Which lines in the entries below contain the string "cannot"? Show each of them in full.
*** Opening The records ***
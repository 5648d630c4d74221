/// Tracks whose re-localization quality drops below this are evicted.
pub const EVICTION_QUALITY_FLOOR: f64 = 7.0;

/// Detections are associated with existing tracks on every Nth processed frame.
pub const REASSOCIATION_INTERVAL: u64 = 10;

/// Margin added around a detection when seeding a new track.
pub const TRACK_PADDING_X: i32 = 5;
pub const TRACK_PADDING_Y: i32 = 10;

/// A burst is dispatched once more than this many alarm candidates are pending.
pub const ALARM_SIGNAL_THRESHOLD: usize = 10;

pub const DEFAULT_CONFIDENCE_THRESHOLD: f64 = 50.0;
pub const DEFAULT_AUTO_ALARM_THRESHOLD: f64 = 65.0;

pub const FRAME_WIDTH: u32 = 640;
pub const FRAME_HEIGHT: u32 = 480;

pub const DISPLAY_CHANNEL_CAPACITY: usize = 8;

pub const EVIDENCE_DIR_NAME: &str = "unknown";

pub const IMAGE_EXTENSIONS: &[&str] = &["jpg", "jpeg", "png", "bmp", "tiff", "tif", "webp"];
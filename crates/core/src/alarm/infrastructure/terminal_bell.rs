use std::io::Write;
use std::sync::{Mutex, PoisonError};
use std::thread;
use std::time::Duration;

use crate::alarm::domain::notifier::AudibleNotifier;

const BELL: &[u8] = b"\x07";
const DEFAULT_RINGS: u32 = 3;
const DEFAULT_INTERVAL: Duration = Duration::from_millis(400);

/// Rings the terminal bell (BEL) a few times on the given sink.
pub struct TerminalBell<W: Write + Send> {
    sink: Mutex<W>,
    rings: u32,
    interval: Duration,
}

impl TerminalBell<std::io::Stderr> {
    pub fn stderr() -> Self {
        Self::new(std::io::stderr(), DEFAULT_RINGS, DEFAULT_INTERVAL)
    }
}

impl<W: Write + Send> TerminalBell<W> {
    pub fn new(sink: W, rings: u32, interval: Duration) -> Self {
        Self {
            sink: Mutex::new(sink),
            rings: rings.max(1),
            interval,
        }
    }

    pub fn into_inner(self) -> W {
        self.sink.into_inner().unwrap_or_else(PoisonError::into_inner)
    }
}

impl<W: Write + Send> AudibleNotifier for TerminalBell<W> {
    fn dispatch(&self) -> Result<(), Box<dyn std::error::Error>> {
        let mut sink = self.sink.lock().unwrap_or_else(PoisonError::into_inner);
        for i in 0..self.rings {
            if i > 0 {
                thread::sleep(self.interval);
            }
            sink.write_all(BELL)?;
            sink.flush()?;
        }
        Ok(())
    }
}

#[cfg(test)]
mod tests {
    use super::*;

    struct BrokenSink;

    impl Write for BrokenSink {
        fn write(&mut self, _buf: &[u8]) -> std::io::Result<usize> {
            Err(std::io::Error::new(std::io::ErrorKind::BrokenPipe, "closed"))
        }

        fn flush(&mut self) -> std::io::Result<()> {
            Ok(())
        }
    }

    #[test]
    fn test_rings_configured_number_of_times() {
        let bell = TerminalBell::new(Vec::new(), 3, Duration::ZERO);
        bell.dispatch().unwrap();
        assert_eq!(bell.into_inner(), b"\x07\x07\x07");
    }

    #[test]
    fn test_at_least_one_ring() {
        let bell = TerminalBell::new(Vec::new(), 0, Duration::ZERO);
        bell.dispatch().unwrap();
        assert_eq!(bell.into_inner(), b"\x07");
    }

    #[test]
    fn test_write_failure_is_reported() {
        let bell = TerminalBell::new(BrokenSink, 2, Duration::ZERO);
        assert!(bell.dispatch().is_err());
    }
}
use std::path::PathBuf;

use thiserror::Error;

use crate::shared::frame::Frame;
use crate::shared::timestamp::AlarmTimestamp;

#[derive(Error, Debug)]
pub enum EvidenceError {
    #[error("failed to create evidence directory {path}: {source}")]
    CreateDir {
        path: PathBuf,
        #[source]
        source: std::io::Error,
    },
    #[error("snapshot cannot be encoded as an image")]
    InvalidFrame,
    #[error("failed to write evidence {path}: {source}")]
    Write {
        path: PathBuf,
        #[source]
        source: image::ImageError,
    },
    #[error("failed to read evidence {path}: {source}")]
    Read {
        path: PathBuf,
        #[source]
        source: image::ImageError,
    },
}

/// Durable storage for alarm snapshots, addressed by second-granularity
/// timestamp. Writing twice in the same second overwrites.
pub trait EvidenceStore: Send + Sync {
    fn persist(&self, timestamp: &AlarmTimestamp, frame: &Frame) -> Result<PathBuf, EvidenceError>;

    fn load(&self, timestamp: &AlarmTimestamp) -> Result<Frame, EvidenceError>;
}
use std::path::PathBuf;

use thiserror::Error;

#[derive(Error, Debug)]
pub enum IdentityStoreError {
    #[error("identity store {0} is not ready")]
    NotReady(PathBuf),
    #[error("failed to read identity store {path}: {source}")]
    Read {
        path: PathBuf,
        #[source]
        source: std::io::Error,
    },
    #[error("failed to parse identity store {path}: {source}")]
    Parse {
        path: PathBuf,
        #[source]
        source: serde_json::Error,
    },
}

/// Maps recognizer identity tags to display names.
///
/// The store may not exist yet when the monitor starts; implementations
/// report that as [`IdentityStoreError::NotReady`] and keep retrying on
/// later calls.
pub trait IdentityStore: Send {
    /// `Ok(None)` when the tag has no record.
    fn lookup(&mut self, face_id: i64) -> Result<Option<String>, IdentityStoreError>;

    fn count(&mut self) -> Result<usize, IdentityStoreError>;
}

/// Outcome of the start-up readiness check.
#[derive(Clone, Copy, Debug, PartialEq, Eq)]
pub enum StoreStatus {
    Ready(usize),
    /// Present but without records; recognition cannot name anyone.
    Empty,
    NotReady,
}

pub fn check_identity_store(store: &mut dyn IdentityStore) -> StoreStatus {
    match store.count() {
        Ok(0) => StoreStatus::Empty,
        Ok(n) => StoreStatus::Ready(n),
        Err(e) => {
            log::warn!("Identity store unavailable: {e}");
            StoreStatus::NotReady
        }
    }
}

#[cfg(test)]
mod tests {
    use super::*;
    use rstest::rstest;

    struct FixedStore {
        count: Option<usize>,
    }

    impl IdentityStore for FixedStore {
        fn lookup(&mut self, _face_id: i64) -> Result<Option<String>, IdentityStoreError> {
            Ok(None)
        }

        fn count(&mut self) -> Result<usize, IdentityStoreError> {
            self.count
                .ok_or_else(|| IdentityStoreError::NotReady(PathBuf::from("faces.json")))
        }
    }

    #[rstest]
    #[case::ready(Some(3), StoreStatus::Ready(3))]
    #[case::empty(Some(0), StoreStatus::Empty)]
    #[case::missing(None, StoreStatus::NotReady)]
    fn test_check_identity_store(#[case] count: Option<usize>, #[case] expected: StoreStatus) {
        let mut store = FixedStore { count };
        assert_eq!(check_identity_store(&mut store), expected);
    }
}
use std::fs;
use std::path::Path;
use std::sync::Arc;

use ab_glyph::{FontVec, PxScale};
use image::Rgb;
use imageproc::drawing::draw_text_mut;

use crate::shared::frame::Frame;
use crate::shared::region::Region;

pub const DETECTION_COLOR: [u8; 3] = [30, 138, 255];
pub const TRACK_COLOR: [u8; 3] = [255, 0, 0];
pub const KNOWN_LABEL_COLOR: [u8; 3] = [255, 97, 0];
pub const UNKNOWN_LABEL_COLOR: [u8; 3] = [255, 0, 0];
pub const LABEL_TEXT_COLOR: [u8; 3] = [255, 255, 255];
pub const OUTLINE_THICKNESS: i32 = 2;
pub const LABEL_HEIGHT: i32 = 18;
const LABEL_SCALE: f32 = 16.0;

pub const UNKNOWN_LABEL: &str = "unknown";
pub const TRACKING_LABEL: &str = "tracking...";

/// Reads a TrueType/OpenType font used to print labels on frames.
pub fn load_label_font(path: &Path) -> Result<FontVec, Box<dyn std::error::Error>> {
    let bytes = fs::read(path)?;
    Ok(FontVec::try_from_vec(bytes)?)
}

/// Label tag above a face: the padded face width, sitting just over the box,
/// or tucked inside its top edge when there is no room above.
pub fn label_band(region: &Region) -> Region {
    let above = region.y.saturating_sub(10 + LABEL_HEIGHT);
    Region::new(
        region.x.saturating_sub(5),
        if above < 0 { region.y } else { above },
        region.width.saturating_add(10),
        LABEL_HEIGHT,
    )
}

/// Something drawn on top of a frame.
///
/// Every overlay is burned into [`FramePacket::annotated`]: outlines for
/// detections and tracks, a colored tag per label (with its text when a label
/// font is loaded). The display also receives the overlays in drawing order.
#[derive(Clone, Debug, PartialEq)]
pub enum Overlay {
    /// Raw detector output, shown while recognition is on.
    Detection(Region),
    Track { id: u64, region: Region },
    /// Identity under a detection: a display name, or [`UNKNOWN_LABEL`].
    Label {
        region: Region,
        text: String,
        known: bool,
    },
    /// At least one track is alive this frame.
    TrackingActive,
}

impl Overlay {
    pub fn known(region: Region, name: impl Into<String>) -> Self {
        Overlay::Label {
            region,
            text: name.into(),
            known: true,
        }
    }

    pub fn unknown(region: Region) -> Self {
        Overlay::Label {
            region,
            text: UNKNOWN_LABEL.to_string(),
            known: false,
        }
    }
}

/// One processed frame as handed to the display.
#[derive(Clone, Debug, PartialEq)]
pub struct FramePacket {
    pub original: Frame,
    pub annotated: Frame,
    pub overlays: Vec<Overlay>,
}

impl FramePacket {
    pub fn tracked_ids(&self) -> Vec<u64> {
        self.overlays
            .iter()
            .filter_map(|o| match o {
                Overlay::Track { id, .. } => Some(*id),
                _ => None,
            })
            .collect()
    }

    pub fn labels(&self) -> Vec<&str> {
        self.overlays
            .iter()
            .filter_map(|o| match o {
                Overlay::Label { text, .. } => Some(text.as_str()),
                _ => None,
            })
            .collect()
    }
}

/// Accumulates overlays while burning them into a copy of the frame.
pub(crate) struct Annotator {
    frame: Frame,
    overlays: Vec<Overlay>,
    font: Option<Arc<FontVec>>,
}

impl Annotator {
    pub(crate) fn new(original: &Frame) -> Self {
        Self {
            frame: original.clone(),
            overlays: Vec::new(),
            font: None,
        }
    }

    pub(crate) fn with_font(mut self, font: Option<Arc<FontVec>>) -> Self {
        self.font = font;
        self
    }

    pub(crate) fn detection(&mut self, region: Region) {
        self.frame
            .draw_rectangle(&region, DETECTION_COLOR, OUTLINE_THICKNESS);
        self.overlays.push(Overlay::Detection(region));
    }

    pub(crate) fn track(&mut self, id: u64, region: Region) {
        self.frame.draw_rectangle(&region, TRACK_COLOR, OUTLINE_THICKNESS);
        self.overlays.push(Overlay::Track { id, region });
    }

    pub(crate) fn label(&mut self, overlay: Overlay) {
        if let Overlay::Label {
            region,
            text,
            known,
        } = &overlay
        {
            let band = label_band(region);
            let color = if *known {
                KNOWN_LABEL_COLOR
            } else {
                UNKNOWN_LABEL_COLOR
            };
            self.frame.fill_rectangle(&band, color);
            self.text(band.x + 2, band.y + 1, LABEL_TEXT_COLOR, text);
        }
        self.overlays.push(overlay);
    }

    pub(crate) fn tracking_active(&mut self) {
        self.text(15, 12, TRACK_COLOR, TRACKING_LABEL);
        self.overlays.push(Overlay::TrackingActive);
    }

    fn text(&mut self, x: i32, y: i32, color: [u8; 3], text: &str) {
        let Some(font) = self.font.as_deref() else {
            return;
        };
        if text.is_empty() {
            return;
        }
        self.frame.draw_rgb(|img| {
            draw_text_mut(img, Rgb(color), x, y, PxScale::from(LABEL_SCALE), font, text);
        });
    }

    pub(crate) fn frame(&self) -> &Frame {
        &self.frame
    }

    pub(crate) fn finish(self, original: Frame) -> FramePacket {
        FramePacket {
            original,
            annotated: self.frame,
            overlays: self.overlays,
        }
    }
}

#[cfg(test)]
mod tests {
    use super::*;

    fn blank() -> Frame {
        Frame::new(vec![0u8; 20 * 20 * 3], 20, 20, 3, 0)
    }

    #[test]
    fn test_original_is_left_untouched() {
        let original = blank();
        let mut annotator = Annotator::new(&original);
        annotator.track(0, Region::new(2, 2, 10, 10));
        let packet = annotator.finish(original.clone());

        assert_eq!(packet.original, original);
        assert_ne!(packet.annotated, original);
        assert_eq!(packet.annotated.as_ndarray()[[2, 2, 0]], TRACK_COLOR[0]);
    }

    #[test]
    fn test_overlays_keep_drawing_order() {
        let original = blank();
        let mut annotator = Annotator::new(&original);
        let r = Region::new(1, 1, 5, 5);
        annotator.detection(r);
        annotator.label(Overlay::unknown(r));
        annotator.track(3, r);
        annotator.tracking_active();
        let packet = annotator.finish(original);

        assert_eq!(
            packet.overlays,
            vec![
                Overlay::Detection(r),
                Overlay::unknown(r),
                Overlay::Track { id: 3, region: r },
                Overlay::TrackingActive,
            ]
        );
        assert_eq!(packet.tracked_ids(), vec![3]);
        assert_eq!(packet.labels(), vec![UNKNOWN_LABEL]);
    }

    fn pixel(frame: &Frame, x: i32, y: i32) -> [u8; 3] {
        let arr = frame.as_ndarray();
        let (x, y) = (x as usize, y as usize);
        [arr[[y, x, 0]], arr[[y, x, 1]], arr[[y, x, 2]]]
    }

    fn big_blank() -> Frame {
        Frame::new(vec![0u8; 120 * 100 * 3], 120, 100, 3, 0)
    }

    #[test]
    fn test_unknown_label_paints_tag_above_face() {
        let original = big_blank();
        let face = Region::new(40, 50, 30, 30);
        let mut annotator = Annotator::new(&original);
        annotator.label(Overlay::unknown(face));
        let packet = annotator.finish(original);

        let band = label_band(&face);
        assert_eq!(band, Region::new(35, 22, 40, LABEL_HEIGHT));
        assert_eq!(pixel(&packet.annotated, band.x, band.y), UNKNOWN_LABEL_COLOR);
        assert_eq!(pixel(&packet.annotated, 74, 39), UNKNOWN_LABEL_COLOR);
        assert_eq!(pixel(&packet.annotated, 50, 60), [0, 0, 0]);
    }

    #[test]
    fn test_known_and_unknown_tags_differ() {
        let original = big_blank();
        let face = Region::new(40, 50, 30, 30);

        let mut known = Annotator::new(&original);
        known.label(Overlay::known(face, "Alice"));
        let mut unknown = Annotator::new(&original);
        unknown.label(Overlay::unknown(face));

        let at = (face.x, face.y - 15);
        assert_eq!(pixel(known.frame(), at.0, at.1), KNOWN_LABEL_COLOR);
        assert_ne!(known.frame(), unknown.frame());
    }

    #[test]
    fn test_label_near_top_edge_moves_inside_the_box() {
        let face = Region::new(10, 5, 30, 30);
        assert_eq!(label_band(&face), Region::new(5, 5, 40, LABEL_HEIGHT));
    }

    #[test]
    fn test_tracking_marker_without_font_leaves_pixels() {
        let original = blank();
        let mut annotator = Annotator::new(&original);
        annotator.tracking_active();
        assert_eq!(annotator.frame(), &original);
    }

    #[test]
    fn test_load_label_font_rejects_non_font_file() {
        let mut file = tempfile::NamedTempFile::new().unwrap();
        std::io::Write::write_all(&mut file, b"not a font").unwrap();
        assert!(load_label_font(file.path()).is_err());
        assert!(load_label_font(Path::new("/nonexistent/font.ttf")).is_err());
    }
}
*** Closing The records ***
**Exercise answer**
    #[error("snapshot cannot be encoded as an image")]
    /// Present but without records; recognition cannot name anyone.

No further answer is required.